• Requirement
Go through the following listing and count each line that contains the string "NetworkConfig"; the answer is that number alone.

• Records shown
● ● ●
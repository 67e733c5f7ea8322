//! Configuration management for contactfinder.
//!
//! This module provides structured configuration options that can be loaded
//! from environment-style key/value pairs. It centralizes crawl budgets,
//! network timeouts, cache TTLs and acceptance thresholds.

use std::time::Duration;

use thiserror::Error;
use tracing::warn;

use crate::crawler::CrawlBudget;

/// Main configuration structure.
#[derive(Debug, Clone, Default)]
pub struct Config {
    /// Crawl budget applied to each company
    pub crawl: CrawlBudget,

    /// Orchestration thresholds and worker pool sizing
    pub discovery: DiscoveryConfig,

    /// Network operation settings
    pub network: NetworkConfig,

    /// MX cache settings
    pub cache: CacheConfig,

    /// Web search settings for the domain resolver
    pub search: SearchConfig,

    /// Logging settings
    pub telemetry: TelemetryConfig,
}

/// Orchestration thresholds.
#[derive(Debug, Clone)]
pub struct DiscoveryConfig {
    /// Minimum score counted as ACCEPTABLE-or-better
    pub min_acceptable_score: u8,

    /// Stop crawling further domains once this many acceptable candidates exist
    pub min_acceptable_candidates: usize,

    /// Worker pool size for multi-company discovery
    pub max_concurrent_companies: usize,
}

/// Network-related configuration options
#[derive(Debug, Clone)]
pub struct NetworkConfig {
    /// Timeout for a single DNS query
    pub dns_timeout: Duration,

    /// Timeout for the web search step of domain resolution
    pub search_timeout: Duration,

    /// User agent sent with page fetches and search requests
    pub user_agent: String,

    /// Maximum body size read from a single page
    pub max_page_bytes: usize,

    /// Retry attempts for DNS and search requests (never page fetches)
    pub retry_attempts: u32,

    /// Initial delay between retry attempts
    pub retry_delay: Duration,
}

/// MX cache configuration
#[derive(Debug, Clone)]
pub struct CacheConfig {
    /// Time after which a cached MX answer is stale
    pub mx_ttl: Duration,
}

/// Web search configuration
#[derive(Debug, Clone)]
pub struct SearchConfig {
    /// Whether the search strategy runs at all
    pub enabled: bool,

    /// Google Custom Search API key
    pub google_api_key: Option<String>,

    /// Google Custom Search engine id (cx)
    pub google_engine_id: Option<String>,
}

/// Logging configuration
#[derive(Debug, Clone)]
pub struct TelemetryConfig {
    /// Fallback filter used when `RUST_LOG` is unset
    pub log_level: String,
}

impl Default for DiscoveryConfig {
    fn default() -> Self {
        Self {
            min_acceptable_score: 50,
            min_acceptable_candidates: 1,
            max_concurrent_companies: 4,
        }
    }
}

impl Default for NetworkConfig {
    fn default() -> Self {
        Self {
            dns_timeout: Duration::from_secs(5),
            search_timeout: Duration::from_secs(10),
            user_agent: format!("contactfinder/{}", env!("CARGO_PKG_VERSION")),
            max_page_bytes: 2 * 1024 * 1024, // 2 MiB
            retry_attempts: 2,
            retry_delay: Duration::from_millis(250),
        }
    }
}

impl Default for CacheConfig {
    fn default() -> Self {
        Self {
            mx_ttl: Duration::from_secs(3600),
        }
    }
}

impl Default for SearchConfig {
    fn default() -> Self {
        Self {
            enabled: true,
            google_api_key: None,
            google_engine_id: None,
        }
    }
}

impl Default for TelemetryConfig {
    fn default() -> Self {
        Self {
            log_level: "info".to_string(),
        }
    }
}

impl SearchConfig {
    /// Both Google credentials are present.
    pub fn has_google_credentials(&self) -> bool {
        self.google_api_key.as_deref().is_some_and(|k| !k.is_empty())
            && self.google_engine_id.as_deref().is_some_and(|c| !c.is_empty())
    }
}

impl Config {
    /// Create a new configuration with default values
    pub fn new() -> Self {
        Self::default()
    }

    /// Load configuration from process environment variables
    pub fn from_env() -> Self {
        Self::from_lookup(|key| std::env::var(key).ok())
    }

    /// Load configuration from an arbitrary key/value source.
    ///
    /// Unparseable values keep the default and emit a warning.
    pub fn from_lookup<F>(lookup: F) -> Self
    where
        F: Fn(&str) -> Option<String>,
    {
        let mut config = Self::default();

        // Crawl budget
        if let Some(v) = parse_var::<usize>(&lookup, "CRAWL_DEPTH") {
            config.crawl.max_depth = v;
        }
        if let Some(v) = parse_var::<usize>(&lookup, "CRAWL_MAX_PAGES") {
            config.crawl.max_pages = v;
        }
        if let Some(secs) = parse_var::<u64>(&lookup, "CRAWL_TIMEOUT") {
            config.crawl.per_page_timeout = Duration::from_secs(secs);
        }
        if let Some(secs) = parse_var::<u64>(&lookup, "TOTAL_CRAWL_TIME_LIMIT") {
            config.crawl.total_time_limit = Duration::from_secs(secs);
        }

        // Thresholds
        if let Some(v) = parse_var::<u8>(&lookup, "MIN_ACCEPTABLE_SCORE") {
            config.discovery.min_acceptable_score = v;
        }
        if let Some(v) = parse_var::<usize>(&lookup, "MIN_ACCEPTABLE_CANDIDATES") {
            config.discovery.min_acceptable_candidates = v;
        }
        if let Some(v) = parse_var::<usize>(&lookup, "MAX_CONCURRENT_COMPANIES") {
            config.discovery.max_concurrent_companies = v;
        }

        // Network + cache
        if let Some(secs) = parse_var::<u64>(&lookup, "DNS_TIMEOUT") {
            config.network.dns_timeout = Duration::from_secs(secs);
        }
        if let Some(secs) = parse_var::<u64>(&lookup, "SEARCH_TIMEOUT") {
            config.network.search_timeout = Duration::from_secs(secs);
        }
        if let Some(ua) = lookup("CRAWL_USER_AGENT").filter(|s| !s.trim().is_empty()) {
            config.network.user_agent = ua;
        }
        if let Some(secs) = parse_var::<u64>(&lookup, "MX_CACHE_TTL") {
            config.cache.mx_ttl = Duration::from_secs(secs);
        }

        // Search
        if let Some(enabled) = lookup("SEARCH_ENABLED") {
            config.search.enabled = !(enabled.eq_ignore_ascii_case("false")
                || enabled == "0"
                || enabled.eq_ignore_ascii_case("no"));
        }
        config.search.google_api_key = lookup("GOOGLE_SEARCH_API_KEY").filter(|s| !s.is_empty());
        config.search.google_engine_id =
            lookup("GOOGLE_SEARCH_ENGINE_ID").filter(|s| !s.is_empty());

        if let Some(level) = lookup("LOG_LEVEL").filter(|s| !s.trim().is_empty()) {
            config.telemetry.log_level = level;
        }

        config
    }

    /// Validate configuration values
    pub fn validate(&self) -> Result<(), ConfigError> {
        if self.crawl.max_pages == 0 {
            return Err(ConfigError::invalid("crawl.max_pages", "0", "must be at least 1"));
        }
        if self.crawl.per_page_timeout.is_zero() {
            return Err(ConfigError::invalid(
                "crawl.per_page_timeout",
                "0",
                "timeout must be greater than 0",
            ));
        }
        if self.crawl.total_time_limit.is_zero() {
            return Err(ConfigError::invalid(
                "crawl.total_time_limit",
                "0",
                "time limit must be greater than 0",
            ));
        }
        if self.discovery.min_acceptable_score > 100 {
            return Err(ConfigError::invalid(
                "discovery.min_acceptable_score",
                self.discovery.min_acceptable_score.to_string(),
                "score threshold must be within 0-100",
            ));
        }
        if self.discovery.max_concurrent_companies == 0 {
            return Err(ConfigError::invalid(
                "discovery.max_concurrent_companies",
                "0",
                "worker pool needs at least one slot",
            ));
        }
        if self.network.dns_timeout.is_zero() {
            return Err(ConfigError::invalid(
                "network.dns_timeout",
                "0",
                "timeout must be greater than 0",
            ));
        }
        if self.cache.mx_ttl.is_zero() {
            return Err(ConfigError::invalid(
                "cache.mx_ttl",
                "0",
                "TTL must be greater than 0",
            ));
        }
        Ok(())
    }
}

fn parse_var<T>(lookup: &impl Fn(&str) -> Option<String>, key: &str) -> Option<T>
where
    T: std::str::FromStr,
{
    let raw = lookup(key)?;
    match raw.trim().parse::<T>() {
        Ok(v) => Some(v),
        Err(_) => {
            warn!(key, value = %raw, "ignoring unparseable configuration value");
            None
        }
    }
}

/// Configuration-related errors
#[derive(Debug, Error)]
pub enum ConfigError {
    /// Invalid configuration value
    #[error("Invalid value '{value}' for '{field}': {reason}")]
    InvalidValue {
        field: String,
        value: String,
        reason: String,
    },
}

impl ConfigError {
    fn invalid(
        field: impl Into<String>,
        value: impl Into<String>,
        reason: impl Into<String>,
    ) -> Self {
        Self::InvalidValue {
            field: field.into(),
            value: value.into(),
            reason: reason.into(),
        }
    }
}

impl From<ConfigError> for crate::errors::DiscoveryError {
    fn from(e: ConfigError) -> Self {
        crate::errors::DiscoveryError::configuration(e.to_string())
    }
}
● ● ●
• Solution for this exercise
3